• [INSTRUCTIONS FOR THE TASK]
Give again, word for word, each line below starting at the one that contains "scopes of a name" and ending at the one that contains "two conflicting ones.".

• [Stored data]
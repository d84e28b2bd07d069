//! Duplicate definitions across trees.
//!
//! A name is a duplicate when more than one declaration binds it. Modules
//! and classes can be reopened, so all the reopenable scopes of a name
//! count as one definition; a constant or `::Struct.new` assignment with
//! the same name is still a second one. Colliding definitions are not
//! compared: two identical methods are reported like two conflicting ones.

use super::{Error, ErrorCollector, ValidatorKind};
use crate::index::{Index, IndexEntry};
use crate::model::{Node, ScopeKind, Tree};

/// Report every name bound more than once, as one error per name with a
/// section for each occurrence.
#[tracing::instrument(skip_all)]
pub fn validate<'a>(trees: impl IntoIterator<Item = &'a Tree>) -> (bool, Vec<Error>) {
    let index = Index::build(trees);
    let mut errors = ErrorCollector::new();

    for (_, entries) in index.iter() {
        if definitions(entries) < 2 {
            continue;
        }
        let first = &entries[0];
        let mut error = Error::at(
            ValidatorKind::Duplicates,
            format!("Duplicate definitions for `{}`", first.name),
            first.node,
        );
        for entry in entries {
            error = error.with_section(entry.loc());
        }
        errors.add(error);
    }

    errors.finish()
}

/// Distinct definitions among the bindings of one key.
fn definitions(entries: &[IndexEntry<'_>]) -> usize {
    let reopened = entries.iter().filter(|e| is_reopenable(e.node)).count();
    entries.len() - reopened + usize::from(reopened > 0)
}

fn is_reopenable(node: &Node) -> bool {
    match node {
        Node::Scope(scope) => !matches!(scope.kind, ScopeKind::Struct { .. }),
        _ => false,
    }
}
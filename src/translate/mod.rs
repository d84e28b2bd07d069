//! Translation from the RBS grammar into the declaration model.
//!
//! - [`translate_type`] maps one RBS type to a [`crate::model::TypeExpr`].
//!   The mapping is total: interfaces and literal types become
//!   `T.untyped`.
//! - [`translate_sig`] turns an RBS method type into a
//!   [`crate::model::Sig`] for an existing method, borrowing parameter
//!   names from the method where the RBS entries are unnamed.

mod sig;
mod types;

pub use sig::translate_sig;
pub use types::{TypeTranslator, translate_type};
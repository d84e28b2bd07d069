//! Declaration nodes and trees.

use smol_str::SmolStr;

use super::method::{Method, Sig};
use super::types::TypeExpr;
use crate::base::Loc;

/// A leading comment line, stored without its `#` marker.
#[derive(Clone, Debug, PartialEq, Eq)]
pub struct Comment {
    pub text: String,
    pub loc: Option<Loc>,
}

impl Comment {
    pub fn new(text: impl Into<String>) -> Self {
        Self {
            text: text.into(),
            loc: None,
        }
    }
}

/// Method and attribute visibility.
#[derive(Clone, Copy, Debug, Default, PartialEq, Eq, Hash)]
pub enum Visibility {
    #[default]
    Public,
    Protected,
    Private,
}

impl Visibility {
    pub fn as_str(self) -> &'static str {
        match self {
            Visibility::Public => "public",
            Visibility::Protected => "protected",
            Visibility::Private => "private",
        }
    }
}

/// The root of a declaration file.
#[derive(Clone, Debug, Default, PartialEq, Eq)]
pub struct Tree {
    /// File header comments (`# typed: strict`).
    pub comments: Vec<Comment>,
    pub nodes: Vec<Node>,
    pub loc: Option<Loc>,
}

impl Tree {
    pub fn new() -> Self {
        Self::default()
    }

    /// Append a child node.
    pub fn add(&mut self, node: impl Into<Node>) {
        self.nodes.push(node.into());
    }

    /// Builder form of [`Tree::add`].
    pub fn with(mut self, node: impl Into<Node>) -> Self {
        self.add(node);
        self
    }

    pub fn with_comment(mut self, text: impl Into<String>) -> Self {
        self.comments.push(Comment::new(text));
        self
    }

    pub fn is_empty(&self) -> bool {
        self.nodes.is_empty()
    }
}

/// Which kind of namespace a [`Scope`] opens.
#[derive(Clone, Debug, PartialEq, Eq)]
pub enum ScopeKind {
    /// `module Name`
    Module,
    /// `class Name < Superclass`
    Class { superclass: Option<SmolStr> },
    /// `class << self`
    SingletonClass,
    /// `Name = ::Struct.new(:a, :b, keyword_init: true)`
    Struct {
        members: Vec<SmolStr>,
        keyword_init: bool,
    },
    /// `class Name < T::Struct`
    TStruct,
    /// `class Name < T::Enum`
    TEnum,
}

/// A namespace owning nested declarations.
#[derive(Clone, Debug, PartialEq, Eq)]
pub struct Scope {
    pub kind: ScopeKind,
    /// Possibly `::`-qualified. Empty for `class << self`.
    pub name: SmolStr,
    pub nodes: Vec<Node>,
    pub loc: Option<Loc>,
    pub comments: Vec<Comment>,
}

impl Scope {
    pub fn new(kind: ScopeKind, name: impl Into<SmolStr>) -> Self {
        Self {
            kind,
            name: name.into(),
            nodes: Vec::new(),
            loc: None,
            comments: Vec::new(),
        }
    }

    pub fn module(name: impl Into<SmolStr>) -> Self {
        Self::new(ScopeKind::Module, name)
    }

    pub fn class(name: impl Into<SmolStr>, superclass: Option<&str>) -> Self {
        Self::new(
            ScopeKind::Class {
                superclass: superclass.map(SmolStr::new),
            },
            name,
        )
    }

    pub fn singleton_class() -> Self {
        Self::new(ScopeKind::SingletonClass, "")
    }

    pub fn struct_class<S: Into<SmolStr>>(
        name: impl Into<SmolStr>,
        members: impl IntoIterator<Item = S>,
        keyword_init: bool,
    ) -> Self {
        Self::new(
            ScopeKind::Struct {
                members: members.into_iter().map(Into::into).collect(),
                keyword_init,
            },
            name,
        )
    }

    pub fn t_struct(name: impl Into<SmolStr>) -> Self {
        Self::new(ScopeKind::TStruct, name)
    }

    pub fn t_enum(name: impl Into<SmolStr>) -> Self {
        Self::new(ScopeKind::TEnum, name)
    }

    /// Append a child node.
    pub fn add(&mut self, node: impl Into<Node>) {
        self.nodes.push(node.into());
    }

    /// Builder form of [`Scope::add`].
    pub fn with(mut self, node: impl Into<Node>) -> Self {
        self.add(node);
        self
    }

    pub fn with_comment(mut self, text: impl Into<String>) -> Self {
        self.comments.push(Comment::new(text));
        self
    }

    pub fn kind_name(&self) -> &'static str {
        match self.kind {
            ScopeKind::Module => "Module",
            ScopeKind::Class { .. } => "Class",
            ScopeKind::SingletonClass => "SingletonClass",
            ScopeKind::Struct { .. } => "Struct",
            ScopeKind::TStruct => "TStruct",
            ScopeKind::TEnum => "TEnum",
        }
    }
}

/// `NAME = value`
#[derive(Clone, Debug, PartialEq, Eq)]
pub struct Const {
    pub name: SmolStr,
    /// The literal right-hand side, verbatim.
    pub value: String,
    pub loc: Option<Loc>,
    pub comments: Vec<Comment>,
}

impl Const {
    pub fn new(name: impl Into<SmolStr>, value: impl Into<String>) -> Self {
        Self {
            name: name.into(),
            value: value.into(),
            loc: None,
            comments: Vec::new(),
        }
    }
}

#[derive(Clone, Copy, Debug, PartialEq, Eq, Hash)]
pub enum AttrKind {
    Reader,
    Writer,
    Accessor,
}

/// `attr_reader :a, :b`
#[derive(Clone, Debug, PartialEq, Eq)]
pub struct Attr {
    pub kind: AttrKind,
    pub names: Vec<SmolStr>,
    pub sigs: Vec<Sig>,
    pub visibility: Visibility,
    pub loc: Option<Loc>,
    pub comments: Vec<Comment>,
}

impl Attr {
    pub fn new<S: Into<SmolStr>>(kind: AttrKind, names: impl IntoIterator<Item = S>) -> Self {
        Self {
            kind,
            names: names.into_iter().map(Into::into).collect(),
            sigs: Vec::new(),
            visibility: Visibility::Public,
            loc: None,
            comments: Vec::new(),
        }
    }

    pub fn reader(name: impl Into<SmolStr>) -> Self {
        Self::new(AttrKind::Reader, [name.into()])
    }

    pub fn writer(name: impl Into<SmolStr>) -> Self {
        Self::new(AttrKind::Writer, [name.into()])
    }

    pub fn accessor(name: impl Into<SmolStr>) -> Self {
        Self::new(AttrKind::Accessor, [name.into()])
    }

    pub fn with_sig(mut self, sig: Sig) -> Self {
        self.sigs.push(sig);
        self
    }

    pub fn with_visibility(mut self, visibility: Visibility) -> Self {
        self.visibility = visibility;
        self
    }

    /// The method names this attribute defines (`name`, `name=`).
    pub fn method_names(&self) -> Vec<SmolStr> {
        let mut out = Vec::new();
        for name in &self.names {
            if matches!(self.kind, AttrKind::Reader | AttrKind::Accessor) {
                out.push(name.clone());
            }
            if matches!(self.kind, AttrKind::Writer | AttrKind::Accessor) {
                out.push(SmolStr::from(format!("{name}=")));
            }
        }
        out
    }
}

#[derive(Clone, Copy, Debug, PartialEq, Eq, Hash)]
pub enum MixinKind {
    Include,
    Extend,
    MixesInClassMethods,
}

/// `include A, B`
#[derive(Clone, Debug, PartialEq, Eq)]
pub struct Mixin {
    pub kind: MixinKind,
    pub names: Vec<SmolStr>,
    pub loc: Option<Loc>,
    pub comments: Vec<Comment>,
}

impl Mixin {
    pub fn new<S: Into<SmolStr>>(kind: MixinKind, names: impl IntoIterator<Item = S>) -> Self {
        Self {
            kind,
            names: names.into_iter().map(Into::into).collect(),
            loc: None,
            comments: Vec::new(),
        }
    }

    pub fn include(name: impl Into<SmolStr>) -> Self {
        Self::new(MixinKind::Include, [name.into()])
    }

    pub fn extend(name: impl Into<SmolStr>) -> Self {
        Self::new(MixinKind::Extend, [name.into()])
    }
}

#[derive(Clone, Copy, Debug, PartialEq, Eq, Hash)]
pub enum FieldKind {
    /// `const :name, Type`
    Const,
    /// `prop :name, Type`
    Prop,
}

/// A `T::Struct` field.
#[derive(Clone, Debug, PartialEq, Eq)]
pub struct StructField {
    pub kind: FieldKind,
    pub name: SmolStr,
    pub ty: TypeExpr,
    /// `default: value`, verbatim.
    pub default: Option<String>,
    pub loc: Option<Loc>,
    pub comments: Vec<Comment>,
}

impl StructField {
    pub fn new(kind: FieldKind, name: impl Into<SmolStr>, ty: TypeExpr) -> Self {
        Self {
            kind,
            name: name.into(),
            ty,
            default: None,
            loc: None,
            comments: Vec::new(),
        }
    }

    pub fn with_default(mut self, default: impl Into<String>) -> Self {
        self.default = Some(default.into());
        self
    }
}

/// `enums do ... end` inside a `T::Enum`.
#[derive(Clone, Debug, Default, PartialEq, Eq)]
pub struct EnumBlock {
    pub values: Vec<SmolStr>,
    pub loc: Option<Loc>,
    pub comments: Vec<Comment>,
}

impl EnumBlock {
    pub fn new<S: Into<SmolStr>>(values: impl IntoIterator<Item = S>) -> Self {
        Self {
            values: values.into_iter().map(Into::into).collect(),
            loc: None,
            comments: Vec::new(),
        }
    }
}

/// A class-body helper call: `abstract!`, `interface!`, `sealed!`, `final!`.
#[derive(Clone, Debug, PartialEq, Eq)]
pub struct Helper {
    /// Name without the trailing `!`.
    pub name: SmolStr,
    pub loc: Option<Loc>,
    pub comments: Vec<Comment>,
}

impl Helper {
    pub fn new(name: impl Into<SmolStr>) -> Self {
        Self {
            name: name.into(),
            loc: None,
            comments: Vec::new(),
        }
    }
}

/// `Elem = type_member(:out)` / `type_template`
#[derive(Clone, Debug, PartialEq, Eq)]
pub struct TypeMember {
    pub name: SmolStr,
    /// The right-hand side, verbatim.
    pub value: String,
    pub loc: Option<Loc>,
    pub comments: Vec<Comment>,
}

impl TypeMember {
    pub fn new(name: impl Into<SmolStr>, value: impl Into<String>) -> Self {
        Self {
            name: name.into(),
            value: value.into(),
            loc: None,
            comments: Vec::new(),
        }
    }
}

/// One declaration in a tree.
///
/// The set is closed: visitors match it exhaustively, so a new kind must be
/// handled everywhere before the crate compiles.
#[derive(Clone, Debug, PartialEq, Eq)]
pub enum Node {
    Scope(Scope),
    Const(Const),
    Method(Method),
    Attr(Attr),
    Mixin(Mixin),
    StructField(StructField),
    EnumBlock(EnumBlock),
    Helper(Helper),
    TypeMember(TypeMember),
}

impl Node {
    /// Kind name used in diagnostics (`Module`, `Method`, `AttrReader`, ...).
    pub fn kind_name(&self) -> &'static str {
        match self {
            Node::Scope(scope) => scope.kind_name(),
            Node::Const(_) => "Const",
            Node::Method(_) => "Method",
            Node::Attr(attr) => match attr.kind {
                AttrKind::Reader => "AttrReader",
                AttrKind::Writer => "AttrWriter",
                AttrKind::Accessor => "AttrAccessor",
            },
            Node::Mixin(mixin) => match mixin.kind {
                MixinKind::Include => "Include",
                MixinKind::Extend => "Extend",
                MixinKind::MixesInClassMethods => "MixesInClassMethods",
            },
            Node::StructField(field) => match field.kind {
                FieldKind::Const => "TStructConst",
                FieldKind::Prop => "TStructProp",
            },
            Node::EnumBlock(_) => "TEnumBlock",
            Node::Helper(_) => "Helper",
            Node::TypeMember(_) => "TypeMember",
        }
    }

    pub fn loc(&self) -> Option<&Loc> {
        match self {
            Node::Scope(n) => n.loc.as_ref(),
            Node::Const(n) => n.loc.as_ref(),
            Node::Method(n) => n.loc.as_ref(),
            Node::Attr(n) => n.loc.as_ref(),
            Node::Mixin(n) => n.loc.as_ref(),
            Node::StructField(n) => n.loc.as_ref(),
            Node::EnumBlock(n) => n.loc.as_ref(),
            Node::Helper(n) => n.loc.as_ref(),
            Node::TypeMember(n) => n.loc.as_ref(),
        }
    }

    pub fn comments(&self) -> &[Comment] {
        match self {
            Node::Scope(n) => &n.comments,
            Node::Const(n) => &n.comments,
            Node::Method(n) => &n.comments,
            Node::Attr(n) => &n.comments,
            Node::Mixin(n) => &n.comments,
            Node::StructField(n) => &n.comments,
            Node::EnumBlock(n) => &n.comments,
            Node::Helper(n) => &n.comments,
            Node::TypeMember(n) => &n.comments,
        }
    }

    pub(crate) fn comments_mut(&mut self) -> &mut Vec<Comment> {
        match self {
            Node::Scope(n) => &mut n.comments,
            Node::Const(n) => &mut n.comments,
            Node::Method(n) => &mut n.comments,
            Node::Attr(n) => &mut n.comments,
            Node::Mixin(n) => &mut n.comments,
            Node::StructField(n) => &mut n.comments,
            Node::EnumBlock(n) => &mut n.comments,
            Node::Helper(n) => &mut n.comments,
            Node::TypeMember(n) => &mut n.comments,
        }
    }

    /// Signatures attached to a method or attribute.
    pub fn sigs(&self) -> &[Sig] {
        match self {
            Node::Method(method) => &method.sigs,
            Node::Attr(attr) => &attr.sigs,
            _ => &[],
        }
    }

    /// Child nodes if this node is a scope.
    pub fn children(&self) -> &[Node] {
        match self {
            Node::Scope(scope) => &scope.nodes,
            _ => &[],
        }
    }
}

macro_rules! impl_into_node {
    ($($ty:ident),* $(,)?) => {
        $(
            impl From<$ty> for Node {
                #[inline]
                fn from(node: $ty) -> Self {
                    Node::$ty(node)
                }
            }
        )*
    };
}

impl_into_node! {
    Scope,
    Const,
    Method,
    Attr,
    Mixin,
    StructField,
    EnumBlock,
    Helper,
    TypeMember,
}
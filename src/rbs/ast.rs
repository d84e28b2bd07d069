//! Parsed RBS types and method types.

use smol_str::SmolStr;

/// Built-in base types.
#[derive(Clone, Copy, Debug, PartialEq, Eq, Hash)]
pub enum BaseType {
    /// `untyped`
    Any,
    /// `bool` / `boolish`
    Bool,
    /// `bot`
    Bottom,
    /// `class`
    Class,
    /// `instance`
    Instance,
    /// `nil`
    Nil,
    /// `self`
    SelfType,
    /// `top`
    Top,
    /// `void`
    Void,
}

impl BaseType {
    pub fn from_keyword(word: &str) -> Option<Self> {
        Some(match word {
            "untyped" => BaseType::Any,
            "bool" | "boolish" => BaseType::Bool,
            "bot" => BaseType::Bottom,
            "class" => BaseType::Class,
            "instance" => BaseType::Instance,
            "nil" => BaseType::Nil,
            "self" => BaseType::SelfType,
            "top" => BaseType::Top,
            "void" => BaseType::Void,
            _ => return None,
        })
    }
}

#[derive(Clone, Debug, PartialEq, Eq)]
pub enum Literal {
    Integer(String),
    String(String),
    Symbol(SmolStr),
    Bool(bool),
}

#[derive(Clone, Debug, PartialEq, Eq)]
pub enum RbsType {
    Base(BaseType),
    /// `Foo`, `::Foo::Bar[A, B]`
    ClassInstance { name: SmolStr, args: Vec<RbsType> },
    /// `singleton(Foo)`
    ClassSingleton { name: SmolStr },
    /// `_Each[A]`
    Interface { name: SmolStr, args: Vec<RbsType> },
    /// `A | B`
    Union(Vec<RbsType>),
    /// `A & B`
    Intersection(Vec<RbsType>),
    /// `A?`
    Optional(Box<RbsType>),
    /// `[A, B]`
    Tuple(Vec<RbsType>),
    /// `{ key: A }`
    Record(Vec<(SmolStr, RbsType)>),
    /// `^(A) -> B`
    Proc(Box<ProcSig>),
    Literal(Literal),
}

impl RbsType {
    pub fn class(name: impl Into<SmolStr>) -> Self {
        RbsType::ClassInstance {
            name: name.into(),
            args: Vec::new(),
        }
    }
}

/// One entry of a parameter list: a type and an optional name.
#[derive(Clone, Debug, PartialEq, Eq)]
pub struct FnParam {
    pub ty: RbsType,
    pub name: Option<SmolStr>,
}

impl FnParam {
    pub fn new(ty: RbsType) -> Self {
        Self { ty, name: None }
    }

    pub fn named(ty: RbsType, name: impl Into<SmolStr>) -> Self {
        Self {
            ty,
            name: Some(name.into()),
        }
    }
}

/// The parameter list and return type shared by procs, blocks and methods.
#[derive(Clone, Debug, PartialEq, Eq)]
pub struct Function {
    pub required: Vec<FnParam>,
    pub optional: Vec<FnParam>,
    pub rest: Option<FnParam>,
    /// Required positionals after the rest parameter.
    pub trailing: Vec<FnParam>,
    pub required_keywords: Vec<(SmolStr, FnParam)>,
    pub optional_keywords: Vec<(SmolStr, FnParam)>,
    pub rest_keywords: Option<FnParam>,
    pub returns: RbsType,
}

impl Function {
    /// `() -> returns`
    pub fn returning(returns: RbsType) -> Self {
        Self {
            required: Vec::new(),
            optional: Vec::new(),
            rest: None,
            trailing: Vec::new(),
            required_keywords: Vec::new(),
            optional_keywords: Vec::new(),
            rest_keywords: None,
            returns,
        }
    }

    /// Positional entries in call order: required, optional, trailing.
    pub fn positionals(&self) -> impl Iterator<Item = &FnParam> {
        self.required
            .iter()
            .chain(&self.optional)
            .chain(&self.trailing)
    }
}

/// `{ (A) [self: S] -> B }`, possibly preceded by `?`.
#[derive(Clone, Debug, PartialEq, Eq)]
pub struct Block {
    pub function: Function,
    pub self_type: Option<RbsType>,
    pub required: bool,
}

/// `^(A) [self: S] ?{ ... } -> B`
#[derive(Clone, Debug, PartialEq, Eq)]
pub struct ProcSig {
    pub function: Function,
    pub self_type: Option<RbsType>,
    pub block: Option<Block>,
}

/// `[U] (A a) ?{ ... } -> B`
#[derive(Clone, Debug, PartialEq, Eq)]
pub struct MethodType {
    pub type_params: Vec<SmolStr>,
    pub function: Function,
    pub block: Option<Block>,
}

• [THE COMPLETED TASK]
//! and classes can be reopened, so all the reopenable scopes of a name
//! count as one definition; a constant or `::Struct.new` assignment with
//! the same name is still a second one. Colliding definitions are not
//! compared: two identical methods are reported like two conflicting ones.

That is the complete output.